To some extent, an appropriate extraction method is important in oil extraction processing, which determines oil quality and nutritional value retention.^11–13 Soxhlet extraction (SE) and cold-pressed extraction (CPE) are conventional methods in oil extraction.^14,15 SE has the advantages of high efficiency and high oil yield, but there are also some significant drawbacks, such as high consumption in organic solvent, toxic solvent residue, and environmental pollution.^16,17 Cold-pressed extraction (CPE) is a safe and simple method as compared to Soxhlet extraction (SE), because it avoids use of organic solvent and preserves nutrition value and natural properties.¹⁸ However, due to the low degree of processing, adversely, cold-pressed oil could remain more pro-oxidant factors (e.g. metal ions and moisture) and then is more susceptible to oxidation, and thus, the quality and shelf life of oil could be affected.^19,20 Aqueous enzymatic extraction (AEE) has received much attention as a novel and green technique in oil extraction.¹⁷ The advantages of aqueous enzymatic extraction are being safe, eco-friendly, and sustainable, since the aqueous base solvent (as a green solvent) can eliminate the hazard of organic solvents and enzyme reusability could contribute to a much lower cost and energy consumption.^17,21,22 In addition, the quest for producing high quality products through green and sustainable technology is a key to moving towards sustainability.²³ Although oil yield is a challenge in AEE, Prommaban et al.²⁴ extracted pumpkin seed oil using AEE and showed that the oil performed well in antioxidant activities and anti-aging activities and could be applied in cosmetics. Besides that, during the processing and storage of oil, lipid oxidation can adversely affect sensory taste and the content of nutritional compounds and ultimately lead to quality deterioration, and thus, the oxidative stability of oil is an important index to reflect oil quality.^25,26

However, to date, there have been insufficient available data for comparing the effect of different extraction methods on the nutritional quality of pumpkin seed oil. Therefore, the aim of this study was to investigate and compare three extraction methods, including Soxhlet extraction (SE), cold-pressed extraction (CPE), and aqueous enzymatic extraction (AEE), on physicochemical parameters, fatty acids, bioactive compounds, and oxidative stability of pumpkin seed oil. This study could provide comparable data for further development of high-quality pumpkin seed oil, promote the pumpkin oil industry to explore the green and sustainable technology in oil extraction, and contribute to the realisation of sustainable development goals 2 and 12.

2. Materials and methods

2.1. Chemicals and standards

FAME standard mixture (C4–C24) and isooctane were purchased from Supelco (UK). Protease (from Bacillus amyloliquefaciens), cellulase (from Trichoderma reesei), Folin-Ciocalteu reagent, 5α-cholestan-3β-ol (≥95%), sodium methoxide solution (0.5 M, ACS grade), β-sitosterol (≥95%), cholesterol (≥99%), squalene (≥98%), campesterol (∼65%), stigmasterol (∼95%), α-tocopherol (≥96%, HPLC grade), γ-tocopherol (≥96%, HPLC grade), and δ-tocopherol (≥90%) standards were purchased from Sigma-Aldrich (UK). The Tri-sil HTP reagent was purchased from Thermo Scientific (UK).

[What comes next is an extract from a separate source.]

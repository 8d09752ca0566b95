pub mod activity_report_handler;
pub mod submission_status_handler;

pub use activity_report_handler::*;
pub use submission_status_handler::*;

2.2. The preparation of pumpkin seeds

Whole pumpkin seeds with shells were manually collected from a fresh pumpkin (Cucurbita maxima, purchased from Marks & Spencer; Reading, UK). All collected pumpkin seeds were washed to remove attached flesh and then were dried using a tray dryer (Model No. U0P8, Armfield, England) at 50 °C for 24 h. Afterwards, dried pumpkin seeds were stored at – 20 °C for further oil extraction.

2.3. Extraction procedure

2.3.1. Soxhlet extraction (SE). The ground pumpkin seeds (passed through a 600 μm sieve) were extracted using petroleum ether for 6 h at 40 °C in a Soxhlet extractor. After the extraction step, the residual solvent in the pumpkin seed oil sample was removed using a rotary evaporator (R-144, BUCHI, UK) and then was stored in a freezer at −20 °C for further analysis.

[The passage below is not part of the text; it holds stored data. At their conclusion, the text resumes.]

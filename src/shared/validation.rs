use lazy_static::lazy_static;
use regex::Regex;

lazy_static! {
    /// Reporting period in `YYYY-MM` form with a zero-padded month 01-12
    /// - Valid: "2026-01", "1999-12"
    /// - Invalid: "2026-1", "2026-13", "2026-00", "26-01", "2026/01"
    pub static ref PERIOD_REGEX: Regex = Regex::new(r"^(\d{4})-(0[1-9]|1[0-2])$").unwrap();

    /// Anything that is not a digit, stripped from phone numbers
    pub static ref NON_DIGIT_REGEX: Regex = Regex::new(r"\D").unwrap();
}

#[cfg(test)]
mod tests {
    use super::*;

    #[test]
    fn test_period_regex_valid() {
        assert!(PERIOD_REGEX.is_match("2026-01"));
        assert!(PERIOD_REGEX.is_match("2026-12"));
        assert!(PERIOD_REGEX.is_match("0001-06"));
    }

    #[test]
    fn test_period_regex_invalid() {
        assert!(!PERIOD_REGEX.is_match("2026-1")); // month not padded
        assert!(!PERIOD_REGEX.is_match("2026-13")); // month out of range
        assert!(!PERIOD_REGEX.is_match("2026-00"));
        assert!(!PERIOD_REGEX.is_match("26-01"));
        assert!(!PERIOD_REGEX.is_match("2026/01"));
        assert!(!PERIOD_REGEX.is_match("2026-01-05"));
        assert!(!PERIOD_REGEX.is_match(""));
    }

    #[test]
    fn test_non_digit_regex_strips_formatting() {
        assert_eq!(NON_DIGIT_REGEX.replace_all("(55) 99999-8888", ""), "55999998888");
    }
}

2.3.2. Cold-pressed extraction (CPE). Dried pumpkin seeds were pressed using a cold pressing machine (KK 20F SPEZ, oil press GmbH & Co, KG, Germany). After pressing, the collected pumpkin seed oil was centrifuged at 3000 rpm for 15 min at room temperature to separate residue and then the cold-pressed pumpkin seed oil sample was collected and stored in a freezer at −20 °C for further analysis.²⁷

2.3.3. Aqueous enzymatic extraction (AEE). The aqueous enzymatic extraction procedure was similar to that of Mat Yusoff et al.²² with slight modifications. 5 g of ground pumpkin seeds (passed through a 600 μm sieve) was mixed with distilled water at 1 : 5 (w/v). The pH of the mixture was adjusted to 6 with 1 M HCl/NaOH and then a 3% (w/w) enzyme mixture was added (protease from bacillus amyloliquefaciens and cellulase from Trichoderma reesei at a 3 : 1 ratio). Then, the mixture was incubated in a water bath at 50 °C and 150 rpm for 6 h. After incubation, the mixture was centrifuged at 4000×g for 20 min. The oil (upper layer) was collected and then was stored in a freezer at −20 °C for further analysis.

2.4. Physicochemical parameters

The acid value, peroxide value, iodine value, and saponification value were determined by using the AOAC method to be 969.17, 965.33, 993.20, and 920.160, respectively.²⁸

2.5. Determination of fatty acid composition

The fatty acid composition was determined according to the Milinsk et al.²⁹ description with some modifications. 50 mg pumpkin seed oil samples were added to 2 mL of 0.5 M sodium methoxide solution in methanol and then mixed for 5 min for methyl esterification. After this step, 1 mL of isooctane and 5 mL of saturated sodium chloride solution were added and stirred vigorously for 15 min. The upper layer was transferred for gas chromatography (7690B, Agilent, USA) analysis coupled with a flame ionization detector (FID). The analysis of fatty acid methyl esters (FAMEs) was conducted using a fused silica capillary column HP-88 (100 × 0.25 × 0.2). The carrier gas was helium at a constant column flow rate of 1.5 mL min; a split injection system with a splitting ratio of 1 : 50 was used; the temperature of the injection and detector was kept at 250 °C and 280 °C, respectively. The oven temperature program was held initially at 120 °C (held for 1 min), and then increased up to 175 °C at 10 °C min⁻¹ and held for 10 min, increased to 210 at 5 °C min⁻¹ and held for 5 min, and finally to 230 °C at the same rate and held for 10 min. Each fatty acid was identified by comparing the retention time with the standard FAME mixture. Each fatty acid was quantified using the area normalisation method, the area of each fatty acid to the total area of the total fatty acids, expressed as a relative percentage of each fatty acid to the total fatty acid identified (%).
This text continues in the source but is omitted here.